_TASK BRIEF:_ For the material that follows, return exactly the lines from the one with "Accept unknown collations." through the one with "pub struct Login7", both ends included.

_DATA FOR THIS EXERCISE:_
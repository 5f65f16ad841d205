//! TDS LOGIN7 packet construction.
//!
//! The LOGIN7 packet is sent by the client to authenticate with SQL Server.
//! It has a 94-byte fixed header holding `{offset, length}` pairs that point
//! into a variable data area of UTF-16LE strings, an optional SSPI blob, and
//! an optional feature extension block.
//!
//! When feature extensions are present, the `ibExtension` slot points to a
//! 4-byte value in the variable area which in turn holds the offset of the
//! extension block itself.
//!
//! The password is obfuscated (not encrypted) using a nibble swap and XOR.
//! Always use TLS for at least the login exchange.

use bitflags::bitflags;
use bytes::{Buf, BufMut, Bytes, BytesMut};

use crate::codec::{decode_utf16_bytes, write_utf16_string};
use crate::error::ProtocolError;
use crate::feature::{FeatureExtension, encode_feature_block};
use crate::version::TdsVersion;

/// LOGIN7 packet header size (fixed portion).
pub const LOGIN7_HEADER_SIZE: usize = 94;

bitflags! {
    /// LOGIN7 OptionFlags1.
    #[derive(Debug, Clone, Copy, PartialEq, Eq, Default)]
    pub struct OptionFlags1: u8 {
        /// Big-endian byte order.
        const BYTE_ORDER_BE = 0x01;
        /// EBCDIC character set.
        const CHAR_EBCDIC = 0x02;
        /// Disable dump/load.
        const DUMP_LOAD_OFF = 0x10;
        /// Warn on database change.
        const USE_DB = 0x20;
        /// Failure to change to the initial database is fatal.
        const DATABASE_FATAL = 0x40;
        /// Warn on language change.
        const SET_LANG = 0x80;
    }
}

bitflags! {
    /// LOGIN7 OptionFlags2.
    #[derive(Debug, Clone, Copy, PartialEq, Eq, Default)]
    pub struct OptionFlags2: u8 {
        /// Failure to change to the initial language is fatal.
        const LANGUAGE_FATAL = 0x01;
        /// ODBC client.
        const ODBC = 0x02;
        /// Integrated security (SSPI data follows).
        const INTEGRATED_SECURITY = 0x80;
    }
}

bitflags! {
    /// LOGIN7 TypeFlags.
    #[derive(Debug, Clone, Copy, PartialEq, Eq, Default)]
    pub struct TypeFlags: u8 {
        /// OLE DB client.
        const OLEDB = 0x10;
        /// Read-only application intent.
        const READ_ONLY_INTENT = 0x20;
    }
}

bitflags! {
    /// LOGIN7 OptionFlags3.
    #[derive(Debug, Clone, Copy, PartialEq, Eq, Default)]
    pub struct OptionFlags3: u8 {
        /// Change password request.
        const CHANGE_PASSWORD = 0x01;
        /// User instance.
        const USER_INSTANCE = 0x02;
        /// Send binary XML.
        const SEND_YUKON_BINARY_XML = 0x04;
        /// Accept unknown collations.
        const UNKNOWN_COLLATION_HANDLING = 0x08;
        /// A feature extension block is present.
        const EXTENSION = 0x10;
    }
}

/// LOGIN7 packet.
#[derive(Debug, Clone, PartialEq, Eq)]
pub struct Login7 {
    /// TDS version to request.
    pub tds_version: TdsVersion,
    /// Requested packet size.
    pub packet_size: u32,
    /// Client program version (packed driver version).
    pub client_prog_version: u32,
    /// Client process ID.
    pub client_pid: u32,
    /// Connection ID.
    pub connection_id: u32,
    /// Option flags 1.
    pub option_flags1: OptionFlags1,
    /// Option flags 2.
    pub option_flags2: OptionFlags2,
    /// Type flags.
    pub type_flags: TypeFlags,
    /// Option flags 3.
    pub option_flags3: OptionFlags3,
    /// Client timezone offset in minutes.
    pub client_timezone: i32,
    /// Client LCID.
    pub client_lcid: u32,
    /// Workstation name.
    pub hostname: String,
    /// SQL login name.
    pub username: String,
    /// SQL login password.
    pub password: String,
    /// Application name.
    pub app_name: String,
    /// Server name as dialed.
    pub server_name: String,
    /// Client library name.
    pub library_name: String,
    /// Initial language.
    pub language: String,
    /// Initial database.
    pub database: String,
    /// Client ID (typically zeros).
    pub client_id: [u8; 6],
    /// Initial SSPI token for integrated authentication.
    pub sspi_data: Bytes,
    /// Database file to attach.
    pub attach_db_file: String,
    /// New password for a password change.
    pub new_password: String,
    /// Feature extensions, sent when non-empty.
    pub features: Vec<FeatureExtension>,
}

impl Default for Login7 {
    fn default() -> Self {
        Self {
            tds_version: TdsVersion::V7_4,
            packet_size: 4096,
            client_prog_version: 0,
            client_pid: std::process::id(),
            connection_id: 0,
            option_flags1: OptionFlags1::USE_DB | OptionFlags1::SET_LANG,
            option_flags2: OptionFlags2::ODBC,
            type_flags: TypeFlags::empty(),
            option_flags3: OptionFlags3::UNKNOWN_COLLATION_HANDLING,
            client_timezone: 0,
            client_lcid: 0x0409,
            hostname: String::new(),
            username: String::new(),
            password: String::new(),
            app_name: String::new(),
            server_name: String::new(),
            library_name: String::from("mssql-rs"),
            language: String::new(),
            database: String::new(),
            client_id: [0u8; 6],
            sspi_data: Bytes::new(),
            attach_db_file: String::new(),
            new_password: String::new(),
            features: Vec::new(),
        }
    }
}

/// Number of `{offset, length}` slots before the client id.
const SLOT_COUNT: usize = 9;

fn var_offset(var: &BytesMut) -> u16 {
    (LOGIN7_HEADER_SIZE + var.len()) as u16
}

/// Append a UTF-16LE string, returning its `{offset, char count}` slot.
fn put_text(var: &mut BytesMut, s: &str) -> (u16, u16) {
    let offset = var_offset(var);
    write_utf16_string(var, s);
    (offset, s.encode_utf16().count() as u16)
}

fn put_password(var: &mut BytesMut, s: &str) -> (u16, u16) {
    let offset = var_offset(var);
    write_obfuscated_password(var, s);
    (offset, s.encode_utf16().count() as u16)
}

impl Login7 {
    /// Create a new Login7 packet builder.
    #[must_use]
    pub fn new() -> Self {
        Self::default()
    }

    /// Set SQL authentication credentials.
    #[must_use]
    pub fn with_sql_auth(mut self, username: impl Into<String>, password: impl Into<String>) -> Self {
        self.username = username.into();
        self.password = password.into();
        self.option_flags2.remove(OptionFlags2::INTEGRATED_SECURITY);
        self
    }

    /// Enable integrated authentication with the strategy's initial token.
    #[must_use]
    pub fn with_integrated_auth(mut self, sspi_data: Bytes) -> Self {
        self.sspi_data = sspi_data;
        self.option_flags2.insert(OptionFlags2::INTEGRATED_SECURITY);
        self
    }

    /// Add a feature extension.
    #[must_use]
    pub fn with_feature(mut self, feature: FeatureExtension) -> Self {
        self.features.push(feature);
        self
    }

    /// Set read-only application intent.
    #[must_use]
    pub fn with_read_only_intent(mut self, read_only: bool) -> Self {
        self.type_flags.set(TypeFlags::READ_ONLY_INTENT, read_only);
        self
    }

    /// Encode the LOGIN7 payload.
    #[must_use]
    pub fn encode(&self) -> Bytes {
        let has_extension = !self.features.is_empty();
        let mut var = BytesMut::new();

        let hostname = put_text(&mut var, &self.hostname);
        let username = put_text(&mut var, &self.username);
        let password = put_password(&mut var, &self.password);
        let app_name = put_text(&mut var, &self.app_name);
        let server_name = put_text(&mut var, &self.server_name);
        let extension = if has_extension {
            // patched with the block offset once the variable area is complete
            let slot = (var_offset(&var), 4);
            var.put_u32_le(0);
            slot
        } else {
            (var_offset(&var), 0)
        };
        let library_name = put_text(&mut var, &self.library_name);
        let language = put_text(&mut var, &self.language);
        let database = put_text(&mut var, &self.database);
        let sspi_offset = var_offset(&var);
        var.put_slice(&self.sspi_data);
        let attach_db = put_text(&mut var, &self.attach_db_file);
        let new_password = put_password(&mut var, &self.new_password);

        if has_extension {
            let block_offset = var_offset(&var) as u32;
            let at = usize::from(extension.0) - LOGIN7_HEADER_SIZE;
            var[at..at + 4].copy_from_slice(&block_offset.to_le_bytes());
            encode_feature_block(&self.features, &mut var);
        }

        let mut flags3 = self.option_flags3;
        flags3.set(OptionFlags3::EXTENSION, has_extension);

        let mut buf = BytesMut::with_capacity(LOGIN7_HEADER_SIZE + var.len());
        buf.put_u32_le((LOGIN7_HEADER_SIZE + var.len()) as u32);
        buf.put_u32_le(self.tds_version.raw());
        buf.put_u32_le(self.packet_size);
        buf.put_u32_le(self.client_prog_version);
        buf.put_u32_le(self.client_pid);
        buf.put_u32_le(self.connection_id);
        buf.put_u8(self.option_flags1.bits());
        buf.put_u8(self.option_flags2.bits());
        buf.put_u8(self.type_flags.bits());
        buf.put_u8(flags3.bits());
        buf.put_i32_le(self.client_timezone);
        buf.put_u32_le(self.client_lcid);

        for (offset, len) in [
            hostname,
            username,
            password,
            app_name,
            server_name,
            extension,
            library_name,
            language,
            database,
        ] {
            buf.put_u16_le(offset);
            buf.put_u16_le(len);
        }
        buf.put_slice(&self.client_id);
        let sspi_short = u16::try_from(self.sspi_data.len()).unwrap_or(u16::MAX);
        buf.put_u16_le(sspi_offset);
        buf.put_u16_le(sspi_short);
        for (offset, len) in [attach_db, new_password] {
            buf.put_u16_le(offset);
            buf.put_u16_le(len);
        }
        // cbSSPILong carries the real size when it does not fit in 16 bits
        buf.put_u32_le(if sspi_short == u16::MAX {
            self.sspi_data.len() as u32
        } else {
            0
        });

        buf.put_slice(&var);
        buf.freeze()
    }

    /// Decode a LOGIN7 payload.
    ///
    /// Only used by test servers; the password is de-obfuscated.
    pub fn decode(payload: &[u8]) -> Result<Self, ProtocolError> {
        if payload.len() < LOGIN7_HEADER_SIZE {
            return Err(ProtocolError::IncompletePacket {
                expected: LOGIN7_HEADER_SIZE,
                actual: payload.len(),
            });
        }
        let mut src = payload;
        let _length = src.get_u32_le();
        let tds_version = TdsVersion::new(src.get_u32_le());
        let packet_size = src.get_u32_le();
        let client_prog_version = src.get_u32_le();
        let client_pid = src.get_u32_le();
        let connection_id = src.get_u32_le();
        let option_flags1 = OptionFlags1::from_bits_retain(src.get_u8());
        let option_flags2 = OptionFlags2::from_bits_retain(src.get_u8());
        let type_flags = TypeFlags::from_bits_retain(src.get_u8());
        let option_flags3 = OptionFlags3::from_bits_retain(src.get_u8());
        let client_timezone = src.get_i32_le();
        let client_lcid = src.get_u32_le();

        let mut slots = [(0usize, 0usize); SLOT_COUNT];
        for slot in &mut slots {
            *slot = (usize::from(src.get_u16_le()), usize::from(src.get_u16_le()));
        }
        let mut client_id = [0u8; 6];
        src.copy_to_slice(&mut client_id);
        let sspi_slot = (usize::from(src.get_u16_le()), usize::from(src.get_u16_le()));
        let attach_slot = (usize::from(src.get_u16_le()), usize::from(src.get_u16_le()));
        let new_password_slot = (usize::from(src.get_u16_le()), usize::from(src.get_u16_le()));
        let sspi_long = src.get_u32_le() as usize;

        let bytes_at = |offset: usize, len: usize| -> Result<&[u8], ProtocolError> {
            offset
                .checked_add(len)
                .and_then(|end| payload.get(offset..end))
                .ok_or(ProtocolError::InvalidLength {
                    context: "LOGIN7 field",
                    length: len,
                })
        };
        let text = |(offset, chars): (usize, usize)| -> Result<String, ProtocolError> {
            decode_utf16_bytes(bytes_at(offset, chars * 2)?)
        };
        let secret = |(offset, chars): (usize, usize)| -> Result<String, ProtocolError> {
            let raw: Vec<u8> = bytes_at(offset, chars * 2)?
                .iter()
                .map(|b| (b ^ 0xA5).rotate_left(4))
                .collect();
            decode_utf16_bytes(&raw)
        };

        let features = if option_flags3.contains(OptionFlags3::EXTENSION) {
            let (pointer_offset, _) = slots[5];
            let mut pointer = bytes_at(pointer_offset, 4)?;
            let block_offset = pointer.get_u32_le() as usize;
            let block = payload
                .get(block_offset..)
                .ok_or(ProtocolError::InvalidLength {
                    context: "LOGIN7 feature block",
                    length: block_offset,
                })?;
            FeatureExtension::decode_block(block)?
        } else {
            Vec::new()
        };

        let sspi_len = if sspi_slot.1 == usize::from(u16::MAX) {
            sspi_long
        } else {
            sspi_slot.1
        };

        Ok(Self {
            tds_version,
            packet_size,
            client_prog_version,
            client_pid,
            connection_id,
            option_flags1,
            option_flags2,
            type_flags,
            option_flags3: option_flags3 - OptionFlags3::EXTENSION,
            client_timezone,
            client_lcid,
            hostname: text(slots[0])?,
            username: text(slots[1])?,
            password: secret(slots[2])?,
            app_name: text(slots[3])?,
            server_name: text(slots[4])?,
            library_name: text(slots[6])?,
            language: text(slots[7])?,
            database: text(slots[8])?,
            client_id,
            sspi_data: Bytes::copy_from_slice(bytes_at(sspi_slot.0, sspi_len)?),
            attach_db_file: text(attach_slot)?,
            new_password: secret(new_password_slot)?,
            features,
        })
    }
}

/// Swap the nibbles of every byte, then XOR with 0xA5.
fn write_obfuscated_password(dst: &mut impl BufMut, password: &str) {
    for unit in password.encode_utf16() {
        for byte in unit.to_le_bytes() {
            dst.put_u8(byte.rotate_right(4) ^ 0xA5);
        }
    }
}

* * *

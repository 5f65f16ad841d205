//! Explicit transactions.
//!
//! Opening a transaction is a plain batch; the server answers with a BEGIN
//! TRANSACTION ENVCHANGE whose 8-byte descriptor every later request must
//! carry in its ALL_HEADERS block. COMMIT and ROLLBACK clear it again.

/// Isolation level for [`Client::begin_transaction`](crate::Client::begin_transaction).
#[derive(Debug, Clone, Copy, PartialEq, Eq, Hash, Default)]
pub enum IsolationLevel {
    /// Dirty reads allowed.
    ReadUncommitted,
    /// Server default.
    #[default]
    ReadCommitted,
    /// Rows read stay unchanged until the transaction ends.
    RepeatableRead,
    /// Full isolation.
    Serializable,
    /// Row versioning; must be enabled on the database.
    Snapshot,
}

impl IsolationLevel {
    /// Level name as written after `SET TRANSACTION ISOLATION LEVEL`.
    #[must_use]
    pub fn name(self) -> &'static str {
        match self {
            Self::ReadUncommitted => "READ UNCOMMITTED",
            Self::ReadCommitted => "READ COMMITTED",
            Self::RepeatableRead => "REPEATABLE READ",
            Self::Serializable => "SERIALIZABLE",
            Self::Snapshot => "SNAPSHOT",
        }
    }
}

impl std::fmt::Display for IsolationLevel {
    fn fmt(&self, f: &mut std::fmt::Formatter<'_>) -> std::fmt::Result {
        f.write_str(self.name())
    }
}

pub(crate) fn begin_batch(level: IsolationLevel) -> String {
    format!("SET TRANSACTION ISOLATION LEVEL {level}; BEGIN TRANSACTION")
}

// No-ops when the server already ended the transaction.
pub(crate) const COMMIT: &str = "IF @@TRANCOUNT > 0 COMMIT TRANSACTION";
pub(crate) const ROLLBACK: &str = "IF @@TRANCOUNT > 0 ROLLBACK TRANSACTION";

_SOLUTION TO THE EXERCISE:_
        /// Accept unknown collations.
        const UNKNOWN_COLLATION_HANDLING = 0x08;
        /// A feature extension block is present.
        const EXTENSION = 0x10;
    }
}

/// LOGIN7 packet.
#[derive(Debug, Clone, PartialEq, Eq)]
pub struct Login7 {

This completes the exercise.